郗景伸手抚摸那些陌生的名字,淡淡地说道:“晚上再做。”完全看穿了庆章岁的心思。
郗景的意识飘远,像一株白绒绒的蒲公英,轻轻地飘、轻轻地落。
脑海里的雕像已然成型,灰白色的石块包起郗景的心,仿佛天生就应如此。借由石块与纹路凝固时间与空间,他做了什么,思考了什么,雕塑都记得。
想象中,那具雕像就伫立在湖心岛上,任由狂风吹拂。
这是他梦中也不曾有过的场景。
他观察到的人事物都会落在刀与凿上,他想说的话都会在纹路与线条里,他所关心关切关爱的一切都会在沉默的雕像里述说。
人爱他,所以他爱人。
黑区里不能说话的,他替他们说。
雕像是石,可以敲出星星之火,星星之火则足以燎原。
想要认真想,连思绪都在冷气里冻好了,像座晶莹剔透的冰雕。只需要好好保管,就不会再忘。
做要认真做,连勾起的脚背都被热化了,像块化成液体的奶砖。只需要一口喝下,就一定香甜。
庆章岁再怎么火力全开,前戏扩张润滑依然是一个不落。
要舔着郗景的耳背,用拔尖儿的耐力掌控着郗景因为情动而细细颤抖的身体,要啃咬郗景的薄唇,用一等一的吻技操纵郗景无法自持的心神。然而到最后,是庆章岁自己的呼吸微乱,郗景平静地躺在床上,抬手摸了摸他的头。

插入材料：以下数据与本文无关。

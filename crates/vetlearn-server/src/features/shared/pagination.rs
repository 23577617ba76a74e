//! Shared pagination utilities
//!
//! The upstream search is paged by number and size, so the listing endpoints
//! take `page` (1-indexed) and `page_size` rather than offsets.

use serde::{Deserialize, Serialize};

pub const DEFAULT_PAGE_SIZE: u32 = 50;
pub const MAX_PAGE_SIZE: u32 = 200;

/// `page` / `page_size` query parameters
#[derive(Debug, Clone, Copy, Serialize, Deserialize, Default, PartialEq, Eq)]
pub struct PageParams {
    /// Page number (1-indexed). Defaults to 1.
    #[serde(skip_serializing_if = "Option::is_none")]
    pub page: Option<u32>,

    /// Items per page. Defaults to 50, at most 200.
    #[serde(skip_serializing_if = "Option::is_none")]
    pub page_size: Option<u32>,
}

impl PageParams {
    pub fn new(page: Option<u32>, page_size: Option<u32>) -> Self {
        Self { page, page_size }
    }

    pub fn page(&self) -> u32 {
        self.page.unwrap_or(1).max(1)
    }

    pub fn page_size(&self) -> u32 {
        self.page_size
            .unwrap_or(DEFAULT_PAGE_SIZE)
            .clamp(1, MAX_PAGE_SIZE)
    }

    /// Returns an error message if validation fails.
    pub fn validate(&self) -> Result<(), &'static str> {
        if self.page == Some(0) {
            return Err("Page must be greater than 0");
        }
        if let Some(size) = self.page_size {
            if size == 0 || size > MAX_PAGE_SIZE {
                return Err("Page size must be between 1 and 200");
            }
        }
        Ok(())
    }
}
//! Training-component ingestion
//!
//! Pulls packages and units from training.gov.au, extracts unit elements and
//! performance criteria from the unit XML, and stores them in the catalog.
//!
//! # Architecture
//!
//! - **tga**: SOAP search/details client and XML downloads (`UPSTREAM_*`)
//! - **parser**: elements table extraction from unit XML
//! - **storage**: idempotent upserts and per-unit element replacement
//! - **worker**: per-item pipeline with retries
//! - **jobs**: bulk download jobs and the in-process registry
//! - **service**: job submission, background execution and listings
//! - **config**: worker tuning (`INGEST_*`)
//!
//! The HTTP surface lives in `features::{training_packages, units, download_jobs}`.

pub mod config;
pub mod errors;
pub mod jobs;
pub mod models;
pub mod parser;
pub mod retry;
pub mod service;
pub mod storage;
pub mod tga;
pub mod worker;

#[cfg(test)]
pub mod testing;

pub use config::{IngestConfig, RetryPolicy};
pub use errors::{IngestError, IngestErrorKind, IngestResult};
pub use jobs::{ItemResult, Job, JobFilter, JobKind, JobRegistry, JobStatus};
pub use parser::{parse_elements, ElementTableParser};
pub use service::{AvailableComponent, AvailablePage, IngestService};
pub use storage::{IngestStore, MemoryIngestStore, PgIngestStore, StoreError};
pub use worker::IngestWorker;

这回恢复到激烈粗暴的性爱模式,庆章岁压着郗景的腿根,正面进入他。
腿心间的肉缝被尺寸可观的阴茎顶开,庆章岁在郗景身上肆意驰骋,动作里暗暗蓄着狠劲儿。
火柱似的阴茎撞到最深处,再如何热情迎合的嫩肉也吃不消,颓废地让到一旁,将战场拱手让人。
敏感带被来回碾压,大开大合的肏弄让郗景绷紧脚背,穴里不受控地淌出汩汩水流,黏腻的水声越发淫靡。
庆章岁太过年轻,用不完的精力混合爱意,发泄般地倾注在郗景身上,交合处的淫水都被拍击成白沫,强烈的刺激更让两个人身置浪潮,失了神。
郗景被肏得上下耸动,却仍旧保持优雅的姿态,俊逸的面孔稍显隐忍。如果不是他不抽烟,恐怕此刻手里应夹有一根细烟,吞云吐雾地舒展眉眼。
怎么样都是迷人的。
庆章岁轻吻他的眉睫,温柔的触碰是
夸张的燃料,郗景最吃这一套,双腿更开,眼里捎着媚,甚至极其自然地往庆章岁耳边送气。